Begin at the line bearing "mod broker;". Transcribe it and all subsequent lines of the material below exactly, and nothing more.

** Records provided **
====================

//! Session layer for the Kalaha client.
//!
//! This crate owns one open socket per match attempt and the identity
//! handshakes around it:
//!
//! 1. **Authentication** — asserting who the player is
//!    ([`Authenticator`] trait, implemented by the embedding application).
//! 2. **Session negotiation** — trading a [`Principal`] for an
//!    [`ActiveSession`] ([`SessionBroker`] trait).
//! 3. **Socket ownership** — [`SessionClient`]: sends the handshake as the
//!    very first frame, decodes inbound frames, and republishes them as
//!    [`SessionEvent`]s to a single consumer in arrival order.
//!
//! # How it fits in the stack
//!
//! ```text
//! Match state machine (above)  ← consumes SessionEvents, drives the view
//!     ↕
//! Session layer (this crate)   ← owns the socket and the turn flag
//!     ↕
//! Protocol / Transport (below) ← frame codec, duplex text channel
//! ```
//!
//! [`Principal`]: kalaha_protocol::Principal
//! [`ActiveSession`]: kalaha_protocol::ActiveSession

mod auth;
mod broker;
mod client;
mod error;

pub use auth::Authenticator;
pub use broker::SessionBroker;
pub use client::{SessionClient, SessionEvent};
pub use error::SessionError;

====================

** Exercise output **
mod broker;
mod client;
mod error;

pub use auth::Authenticator;
pub use broker::SessionBroker;
pub use client::{SessionClient, SessionEvent};
pub use error::SessionError;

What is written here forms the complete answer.